Now Nagel does take seriously Bernard Williams’ objection that Kantian universalism asks something that is not only impossible to achieve, but in actual practice would be fairly objectionable, perhaps even monstrous.  Any morality that asks us to treat our mother or our spouse exactly as we would treat everyone else in the world flies in the face of human psychology—and of human flourishing (since rich particularized relationships with a small set of others are essential to flourishing).  Nagel’s response is that the “gap” between universalist (“objective” in his terms) morality and personal partiality cannot be closed.  It is a tension we must needs live with—and negotiate on a case by case basis.

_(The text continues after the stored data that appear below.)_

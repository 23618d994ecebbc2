//! Failed-subset re-runs

use std::collections::HashMap;
use tracing::info;

use crate::domain::{BatchResult, RunConfiguration, RunMode, Target, TargetKind};

pub struct RetryCoordinator;

impl RetryCoordinator {
    /// Configuration covering exactly the failed items of `last_run`, in the
    /// order they were processed. `None` when nothing failed.
    ///
    /// `resolved` is the target list of the finished run; it restores the
    /// owning store of products so retried targets match the originals.
    pub fn retry_failed(
        mode: RunMode,
        last_run: &[BatchResult],
        resolved: &[Target],
    ) -> Option<RunConfiguration> {
        let originals: HashMap<&str, &Target> =
            resolved.iter().map(|t| (t.id.as_str(), t)).collect();

        let targets: Vec<Target> = last_run
            .iter()
            .filter(|r| r.is_error())
            .map(|r| match originals.get(r.id.as_str()) {
                Some(target) => (*target).clone(),
                None => rebuild_target(mode, r),
            })
            .collect();

        if targets.is_empty() {
            return None;
        }

        info!("🔁 Retrying {} failed {}", targets.len(), mode);
        Some(RunConfiguration::from_targets(mode, targets))
    }
}

fn rebuild_target(mode: RunMode, result: &BatchResult) -> Target {
    match mode.target_kind() {
        TargetKind::Store => Target::store(result.id.clone(), result.label.clone()),
        TargetKind::Product => Target {
            id: result.id.clone(),
            label: result.label.clone(),
            kind: TargetKind::Product,
            store_id: None,
        },
    }
}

My concern is rather different.  I do think a moral politics looks something like Nagel says it does.  “An important task of politics,” he writes, “is to arrange the world so everyone can live a good life, without doing wrong, injuring others, benefiting unfairly from their misfortunes, and so forth. . . [The best would be a world in which] “the great bulk of impersonal claims were met by institutions that left individuals . . . free to devote considerable attention and energy to their own lives and to values that could not be impersonally acknowledged” (206-207).  In other words, a social democracy that served the resource needs of all while regulating against exploitation and other forms of special privileges as the public business of politics, while leaving individuals both free and resource-enabled to pursue their individualized, private visions of the good life.  Again: a vision premised on the notion that all are equally entitled to the means for flourishing, and that many different versions of how to flourish are to be tolerated.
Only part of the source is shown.